This is the slow ticking time bomb in the background ... that of cou8rse no one cares about. For now.

Its funny for me to see people buying assets in the USA ... property at 2% yields in the belief that they can improve occupancy and maybe get a 4% yield. Sadly ... this is what ZERO rates do to perception. There is RISK in everything, but for now its been priced out and priced to absurdity ... very much TULIP time in the world. I do understand that APPLE is able to pay zero tax here STEAL close to 1 billion a year in tax from Australia and stash it in the Irish tax haven and the government lacks the balls to take this and many other clowns on. Its clear the USA will provide an amnesty to these companies and they can bring the stolen money back at a massive discount tax rate. Likely 12% , v our tax rate at 30% and the USA's own corporate tax rate at 35% ....

Insanity ... which as the pressure on government doubles with twice as many elderly than say 1990 ... this cant go on the theft of 2-3% of GDP from every nation besides the USA from the likes of Apple and Google and GE and every other one of them.

In the end, I have no idea the catalyst of the correction but myself and several other massive fund managers are of the same opinion that we are more than likely to see a correction in coming years of a greater magnitude than the GFC which was a 50% correction.

Only time will tell and happy to be doing other stuff ....

I suppose I look at some sectors which I hate most of the time .... Airlines, Telco's and Technology. In many ways very tough business's and Qantas not so long ago over $8- ... before going to hell ... Telstra in 2000 I sold from memory at $9.40 or $9.60 and didn't like it till sub $3.30 ... and when that idiot Costello and the future fund exited at $2.60 it was a gift. A idiot giving away a fully franked 28 cent dividend ... 10% ... with franking credits ... 14% ...

Now ... $6.50 .... its over DOUBLE the lows. Whilst it appears a good deal for those chasing yield or income in this low interest rate market .... RISK ... Underlying risk is always there. In total dot com madness TLS got near $10 .... and lost 75%. The $10- high was a 1929 event ... 1990 at 40,000 in the Nikkei for Japan or 6,000- on the Chinese index Pre GFC ....
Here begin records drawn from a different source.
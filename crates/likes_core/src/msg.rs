use crate::RunEvent;

#[derive(Debug, Clone, PartialEq)]
pub enum Msg {
    /// User asked for a full scrape, filter and download run.
    StartRequested { url: String },
    /// User asked to re-run the downloads that failed last time.
    RetryRequested,
    /// User asked to count liked items without downloading.
    CountRequested { url: String },
    /// User asked to stop the active run.
    StopRequested,
    /// Event reported by the engine for the active session.
    Engine(RunEvent),
    /// Render tick to coalesce rendering.
    Tick,
}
Its hard ever to see any correction when its at its peak. When say PDN and the Uranium minnows were priced 100 times where they are now .... it was impossible for anyone to ever conceive that it was a ponzi scheme ....
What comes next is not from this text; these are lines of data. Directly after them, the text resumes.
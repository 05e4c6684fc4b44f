//! Persisted settings for the `likes` binary.
//!
//! Settings live in a RON file. Every field is optional in the file; command
//! line flags are applied on top.

use std::fs;
use std::path::{Path, PathBuf};

use engine_logging::{engine_debug, engine_info};
use likes_engine::EngineConfig;
use serde::{Deserialize, Serialize};
use thiserror::Error;

pub const DEFAULT_SETTINGS_FILE: &str = "likes.ron";
pub const DEFAULT_LIKES_URL: &str = "https://soundcloud.com/g_t_w_y/likes";

#[derive(Debug, Error)]
pub enum ConfigError {
    #[error("cannot read settings {path:?}: {source}")]
    Read {
        path: PathBuf,
        #[source]
        source: std::io::Error,
    },
    #[error("invalid settings {path:?}: {message}")]
    Parse { path: PathBuf, message: String },
}

#[derive(Debug, Clone, PartialEq, Eq, Serialize, Deserialize)]
#[serde(default)]
pub struct Settings {
    pub likes_url: String,
    pub engine: EngineConfig,
}

impl Default for Settings {
    fn default() -> Self {
        Self {
            likes_url: DEFAULT_LIKES_URL.to_string(),
            engine: EngineConfig::default(),
        }
    }
}

/// Command line values that win over the settings file.
#[derive(Debug, Clone, Default, PartialEq, Eq)]
pub struct Overrides {
    pub likes_url: Option<String>,
    pub output_dir: Option<PathBuf>,
    pub download_dir: Option<PathBuf>,
    /// Appended to the configured keywords, not replacing them.
    pub exclude: Vec<String>,
}

impl Settings {
    /// An explicit path must exist. Without one, `likes.ron` in the working
    /// directory is used when present, otherwise the defaults.
    pub fn load(explicit: Option<&Path>) -> Result<Self, ConfigError> {
        match explicit {
            Some(path) => Self::read(path),
            None => {
                let fallback = Path::new(DEFAULT_SETTINGS_FILE);
                if fallback.is_file() {
                    Self::read(fallback)
                } else {
                    engine_debug!("No settings file; using defaults");
                    Ok(Self::default())
                }
            }
        }
    }

    fn read(path: &Path) -> Result<Self, ConfigError> {
        let content = fs::read_to_string(path).map_err(|source| ConfigError::Read {
            path: path.to_path_buf(),
            source,
        })?;
        let settings = Self::parse(&content).map_err(|message| ConfigError::Parse {
            path: path.to_path_buf(),
            message,
        })?;
        engine_info!("Loaded settings from {:?}", path);
        Ok(settings)
    }

    pub fn parse(content: &str) -> Result<Self, String> {
        ron::from_str(content).map_err(|err| err.to_string())
    }

    pub fn apply(mut self, overrides: Overrides) -> Self {
        if let Some(url) = overrides.likes_url {
            self.likes_url = url;
        }
        if let Some(dir) = overrides.output_dir {
            self.engine.output_dir = dir;
        }
        if let Some(dir) = overrides.download_dir {
            self.engine.download_dir = dir;
        }
        self.engine.exclude_keywords.extend(overrides.exclude);
        self
    }
}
In the end, the very end of this .... which for the USA may be 2020 ... the numbers of the baby boomers is KNOWN and a fact. Their demand and needs to survive are known ... so too the healthcare costs. As much as in Australia ... the Liberals YES do have a point about changing the system .... we are talking about tweaking it 5% .... TWEAKING 5% here and there. The USA is in an utter state of total and complete denial.
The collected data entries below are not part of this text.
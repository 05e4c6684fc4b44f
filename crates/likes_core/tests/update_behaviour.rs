use std::sync::Once;

use likes_core::{update, AppState, Effect, Msg, RunEvent, RunSummary, SessionState};

fn init_logging() {
    static INIT: Once = Once::new();
    INIT.call_once(engine_logging::initialize_for_tests);
}

fn start(state: AppState, url: &str) -> (AppState, Vec<Effect>) {
    update(
        state,
        Msg::StartRequested {
            url: url.to_string(),
        },
    )
}

#[test]
fn start_from_idle_emits_run_effect() {
    init_logging();
    let (mut state, effects) = start(AppState::new(), "  https://soundcloud.com/me/likes \n");

    assert_eq!(state.view().session, SessionState::Running);
    assert_eq!(
        effects,
        vec![Effect::StartRun {
            url: "https://soundcloud.com/me/likes".to_string()
        }]
    );
    assert!(state.consume_dirty());
}

#[test]
fn second_start_while_running_is_rejected() {
    init_logging();
    let (state, _) = start(AppState::new(), "https://soundcloud.com/me/likes");
    let (state, effects) = start(state, "https://soundcloud.com/other/likes");

    assert!(effects.is_empty());
    assert_eq!(state.view().session, SessionState::Running);
    assert_eq!(state.view().notices.len(), 1);

    let (state, effects) = update(
        state,
        Msg::CountRequested {
            url: "https://soundcloud.com/me/likes".to_string(),
        },
    );
    assert!(effects.is_empty());
    assert_eq!(state.view().session, SessionState::Running);
}

#[test]
fn stop_moves_running_to_stopping_and_cancels() {
    init_logging();
    let (state, _) = start(AppState::new(), "https://soundcloud.com/me/likes");
    let (state, effects) = update(state, Msg::StopRequested);

    assert_eq!(state.view().session, SessionState::Stopping);
    assert_eq!(effects, vec![Effect::CancelRun]);

    // A second stop has nothing left to cancel.
    let (state, effects) = update(state, Msg::StopRequested);
    assert_eq!(state.view().session, SessionState::Stopping);
    assert!(effects.is_empty());
}

#[test]
fn stop_while_idle_is_ignored() {
    init_logging();
    let (mut state, effects) = update(AppState::new(), Msg::StopRequested);

    assert!(effects.is_empty());
    assert_eq!(state.view().session, SessionState::Idle);
    assert!(!state.consume_dirty());
}

#[test]
fn engine_events_fold_into_view_and_finish_returns_to_idle() {
    init_logging();
    let (state, _) = start(AppState::new(), "https://soundcloud.com/me/likes");
    let (state, _) = update(
        state,
        Msg::Engine(RunEvent::StatsChanged {
            total: 2,
            downloaded: 1,
            errors: 0,
        }),
    );
    let (state, _) = update(
        state,
        Msg::Engine(RunEvent::Progress {
            current: 1,
            total: 2,
            rate_per_minute: 3.5,
        }),
    );
    let (state, _) = update(state, Msg::Engine(RunEvent::ChartPoint(vec![1])));

    let view = state.view();
    assert_eq!(view.total, 2);
    assert_eq!(view.downloaded, 1);
    assert_eq!(view.chart, vec![1]);
    let progress = view.progress.expect("progress");
    assert_eq!(progress.current, 1);
    assert!((progress.fraction() - 0.5).abs() < f64::EPSILON);

    let summary = RunSummary {
        total: 2,
        attempted: 2,
        succeeded: 1,
        failed: 1,
        ..RunSummary::default()
    };
    let (state, _) = update(state, Msg::Engine(RunEvent::Finished(summary.clone())));
    assert_eq!(state.view().session, SessionState::Idle);
    assert_eq!(state.view().last_summary, Some(summary));

    let (state, effects) = start(state, "https://soundcloud.com/me/likes");
    assert_eq!(effects.len(), 1);
    assert_eq!(state.view().total, 0);
    assert!(state.view().chart.is_empty());
}

#[test]
fn count_finishes_with_counted_event() {
    init_logging();
    let (state, effects) = update(
        AppState::new(),
        Msg::CountRequested {
            url: "https://soundcloud.com/me/likes".to_string(),
        },
    );
    assert_eq!(state.view().session, SessionState::Counting);
    assert_eq!(
        effects,
        vec![Effect::StartCount {
            url: "https://soundcloud.com/me/likes".to_string()
        }]
    );

    let (state, effects) = update(state, Msg::StopRequested);
    assert!(effects.is_empty());

    let (state, _) = update(state, Msg::Engine(RunEvent::Counted(42)));
    assert_eq!(state.view().session, SessionState::Idle);
    assert_eq!(state.view().last_count, Some(42));
}

#[test]
fn abort_records_notice_and_returns_to_idle() {
    init_logging();
    let (state, effects) = update(AppState::new(), Msg::RetryRequested);
    assert_eq!(effects, vec![Effect::StartRetry]);

    let (state, _) = update(
        state,
        Msg::Engine(RunEvent::Aborted("scdl is not installed".to_string())),
    );
    let view = state.view();
    assert_eq!(view.session, SessionState::Idle);
    assert_eq!(view.notices, vec!["scdl is not installed".to_string()]);
}

#[test]
fn events_after_session_end_are_dropped() {
    init_logging();
    let (mut state, _) = update(
        AppState::new(),
        Msg::Engine(RunEvent::StatsChanged {
            total: 9,
            downloaded: 9,
            errors: 0,
        }),
    );
    assert_eq!(state.view().total, 0);
    assert!(!state.consume_dirty());
}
Nothing speaks louder than bribes. The utterly corrupt and I say this with contempt for the USA both politicians and bureaucrats, they sadly will bring about another great depression, or at best massive upheaval. So far they have about 1% in jail .... 3% with records of incarceration. Walmart, Target meanwhile raised their minimum wage ton $9- an hour.

If you believe ... working casual ... NO loading please ... we are from the USA ... so $360- a week pre Tax PRE Social Security ..... thats for a 40 hour week which you get 1 weeks paid holiday a year ... post tax and social security you get $323.40 ...

Can you pay the $1,200 rent for your family a month even with 2 working ? Can you afford a car ?

The great Employment surge in the USA is a mixture of NOT counting 9 million people who after 6 months unemployment benefits stop getting them ... and people being laid off from decent jobs say in the $20- plus an hour range to be employed at McDonalds as a slave on $323.40 a week. With no saving for the elderly ... and them about to hit 25% plus in coming years ... not 18% as the USA claims out to 2045 .... and an increased amount on slave wages .... who will be the USA consumer.

Eventually ... Bill Bob ... who served in Vietnam ... and Sally Mae his wife working both of them for minimum wage for 40 years, when they work out between them instead of being paid $30,000- or so a year its going to be $20,000- ... the sad fact is that both of them having worked alread very hard in manual jobs for 40 years have no ability to work .... beyond age 65. So too many others, but without debate ... or discussion the Orange haired Albino's in the USA have Not told Billy Bob or Sallie Mae their working life of misery is to be followed by old age in abject poverty. Nothing like pissing off the masses.

This I contrast with people in Australia squealing about possible changes to super and retirement ages. In the USA, with a BIGGER problem due to ZERO super savings in the Social Security pot v ours which will be 300% of GDP when its fully mature ... the USA is either correct and we are stupid along with 30 EU nations, Japan and many many others. Who is right ? Will we live till age 85 if we hit age 65 ? Is it possible that life expectancy even increases over the next 30 years ?

USA very clearly has it DECREASING in their budget estimates ... all so Goldman Sachs can pay no tax and their cretins buy a new red Ferrari each year. So Ben Bernanke can take his bribes .... speak to rooms for 30 minutes for 50% of his salary for a year as the head of the USA Fed. Seriously there is NOTHING that person could say worth that.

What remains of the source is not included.